In Egypt, most Egyptian political activists favored Germany in the war, not because they were Nazis or not necessarily because they were Nazis, but because they wanted Britain out of Egypt. So they supported Britain's enemies. You know, the enemy of my enemy is my friend. And though in this episode, we will draw some links between Sayyid Qutb's thought

and Nazi thought. At the outset, I want to be fair to him. Seyed Khotob was horrified by German war atrocities. He actually found the concentration camps, he found the blitzkrieg, he found the remorseless, merciless conquest of the Nazi movement to be a symbol of what he hated most about modern, technical, machine-oriented war.

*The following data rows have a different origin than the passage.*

// ============================================================================
// API Client : CoinGecko
// ============================================================================
// Récupère l'historique de prix d'une crypto via l'endpoint market_chart
//
// CONCEPTS RUST AVANCÉS :
// 1. async/await : programmation asynchrone (non-bloquante)
// 2. Result<T, E> : gestion d'erreurs avec contexte
// 3. Serde : désérialisation JSON automatique
// ============================================================================

use anyhow::{Context, Result};
use chrono::DateTime;
use serde::Deserialize;
use tracing::{debug, error, info, instrument, warn};

use super::PriceHistorySource;
use crate::config::Config;
use crate::models::PriceSample;

/// User-Agent envoyé à CoinGecko (les requêtes anonymes sans UA sont parfois refusées)
const USER_AGENT: &str = concat!("cryptoboard/", env!("CARGO_PKG_VERSION"));

/// Header utilisé par CoinGecko pour les clés du plan "demo"
const API_KEY_HEADER: &str = "x-cg-demo-api-key";

// ============================================================================
// Structures pour parser la réponse JSON de CoinGecko
// ============================================================================
// Exemple de réponse :
// {
//   "prices":        [[1711843200000, 69702.3], [1711929600000, 71246.9], ...],
//   "market_caps":   [[...], ...],
//   "total_volumes": [[...], ...]
// }
// Seul "prices" nous intéresse : serde ignore les autres champs.
// ============================================================================

/// Réponse de /coins/{id}/market_chart
#[derive(Debug, Deserialize)]
pub struct MarketChartResponse {
    /// Paires [timestamp_ms, prix]
    /// CONCEPT RUST : [f64; 2]
    /// - Tableau de taille fixe, mappé directement depuis un array JSON à 2 éléments
    /// Champ obligatoire : une réponse sans "prices" est une erreur de parsing
    pub prices: Vec<[f64; 2]>,
}

/// Client HTTP pour CoinGecko
///
/// Le reqwest::Client est créé une seule fois : il garde un pool de connexions
/// réutilisé entre les appels du bootstrap.
#[derive(Debug, Clone)]
pub struct CoinGeckoClient {
    http: reqwest::Client,
    base_url: String,
    api_key: Option<String>,
}

impl CoinGeckoClient {
    /// Crée un client vers `base_url` (ex: "https://api.coingecko.com/api/v3")
    pub fn new(base_url: impl Into<String>, api_key: Option<String>) -> Result<Self> {
        debug!("Creating HTTP client");
        let http = reqwest::Client::builder()
            .user_agent(USER_AGENT)
            .build()
            .context("Échec de la création du client HTTP")?;

        Ok(Self {
            http,
            base_url: base_url.into().trim_end_matches('/').to_string(),
            api_key,
        })
    }

    /// Crée un client à partir de la configuration de l'application
    pub fn from_config(config: &Config) -> Result<Self> {
        Self::new(config.api_base_url.clone(), config.api_key.clone())
    }

    /// Récupère l'historique de prix d'une crypto sur les `days` derniers jours
    ///
    /// # Arguments
    /// * `asset` - Identifiant CoinGecko (ex: "bitcoin")
    /// * `vs_currency` - Devise de cotation (ex: "usd")
    /// * `days` - Fenêtre glissante se terminant maintenant
    ///
    /// # Retourne
    /// * Les points bruts, du plus ancien au plus récent
    ///
    /// Toute erreur (réseau, statut HTTP, JSON invalide) est renvoyée telle quelle :
    /// pas de retry, pas de backoff.
    #[instrument(skip(self))]
    pub async fn fetch_market_chart(
        &self,
        asset: &str,
        vs_currency: &str,
        days: u32,
    ) -> Result<Vec<PriceSample>> {
        let url = build_market_chart_url(&self.base_url, asset, vs_currency, days);
        debug!(url = %url, "Built CoinGecko market_chart URL");

        let mut request = self.http.get(&url);
        if let Some(key) = &self.api_key {
            request = request.header(API_KEY_HEADER, key);
        }

        debug!("Sending HTTP request to CoinGecko");
        let response = request
            .send()
            .await
            .with_context(|| format!("Échec de la requête HTTP vers CoinGecko pour {}", asset))?;

        let status = response.status();
        debug!(status = %status, "Received HTTP response");

        if !status.is_success() {
            error!(status = %status, "CoinGecko returned error status");
            anyhow::bail!("CoinGecko a retourné une erreur pour {} : HTTP {}", asset, status);
        }

        debug!("Parsing JSON response");
        let chart: MarketChartResponse = response
            .json()
            .await
            .with_context(|| format!("Échec du parsing JSON de la réponse CoinGecko pour {}", asset))?;

        let samples = parse_market_chart(chart, asset)?;

        info!(samples = samples.len(), "Successfully fetched price history");
        Ok(samples)
    }
}

impl PriceHistorySource for CoinGeckoClient {
    async fn fetch_price_history(
        &self,
        asset: &str,
        vs_currency: &str,
        days: u32,
    ) -> Result<Vec<PriceSample>> {
        self.fetch_market_chart(asset, vs_currency, days).await
    }
}

/// Construit l'URL de l'endpoint market_chart
///
/// L'identifiant est inséré dans le chemin : il vient de notre propre fichier
/// de configuration, pas de l'utilisateur HTTP.
pub fn build_market_chart_url(base_url: &str, asset: &str, vs_currency: &str, days: u32) -> String {
    format!(
        "{}/coins/{}/market_chart?vs_currency={}&days={}",
        base_url.trim_end_matches('/'),
        asset,
        vs_currency,
        days
    )
}

/// Convertit la réponse CoinGecko en points de prix triés chronologiquement
///
/// CONCEPT RUST : Ownership
/// - `chart` est "moved" : on consomme le Vec sans copier les données
pub fn parse_market_chart(chart: MarketChartResponse, asset: &str) -> Result<Vec<PriceSample>> {
    let mut samples = Vec::with_capacity(chart.prices.len());

    for [timestamp_ms, price] in chart.prices {
        // CoinGecko envoie les timestamps en millisecondes (entiers JSON lus en f64)
        if !timestamp_ms.is_finite() {
            anyhow::bail!("Timestamp invalide dans la réponse CoinGecko pour {}", asset);
        }
        let timestamp = DateTime::from_timestamp_millis(timestamp_ms as i64)
            .with_context(|| format!("Timestamp hors limites pour {} : {}", asset, timestamp_ms))?;

        samples.push(PriceSample::new(timestamp, price));
    }

    // Une série vide est une réponse valide : la crypto sera stockée sans aucun jour
    if samples.is_empty() {
        warn!(asset, "CoinGecko returned no price points");
    }

    // Ordre chronologique garanti pour le resampler
    samples.sort_by_key(|s| s.timestamp);

    debug!(parsed = samples.len(), "Finished parsing market chart");
    Ok(samples)
}

// ============================================================================
// Tests unitaires
// ============================================================================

European civilization. So he did not fetishize Nazism wholly at all. And he very much, as a result of what he was seeing playing out on the battlefields of Europe and elsewhere, looked forward to that post-war future where Egypt could remain

unattached from the West entirely and join with fellow Eastern countries dedicated to the spiritual renewal of mankind. So, Ayman, you agree, right? We're not calling Sayyid Qutb a Nazi. No, I don't think he was a Nazi sympathizer in the classical sense.

However, he did dabble with that idea because of Hajj al-Amin al-Husseini, the Mufti of Jerusalem. And we talked about it before in the Israel-Palestine episode in season three, because there was the feeling that the...

anti-Semitic feelings of the Nazis. And of course, don't forget the concentration camps were not yet known about in the Middle East. So the idea that Hitler's anti-Zionism would be of use to the movements that wanted to stop the Jewish migration to Palestine, which was under British mandate at that time. So there were many in Iraq, in Egypt and in the Levant who were sympathetic

to the Germans at the beginning of the World War II. But that sympathy started, of course, to decrease, you know, slowly as the atrocities started to emerge and people started to know about them. So do we call him a Nazi? No. Do we call him someone who was influenced by Nazis? Ah, yes, definitely. Yeah, and we mentioned in the previous episode that he had read the French right-wing reactionary thinker Alexis Carrel's

And, you know, he also in the 30s read Mein Kampf. He was reading these ideas. And, you know, and I tried to stress in the last episode that Sayyid Qutb was a very modern figure, very recognizable as a member of that reactionary, romantic class of thinkers who valorized nation, blood, culture, spirit over liberal, technocratic, utilitarian, industrial society.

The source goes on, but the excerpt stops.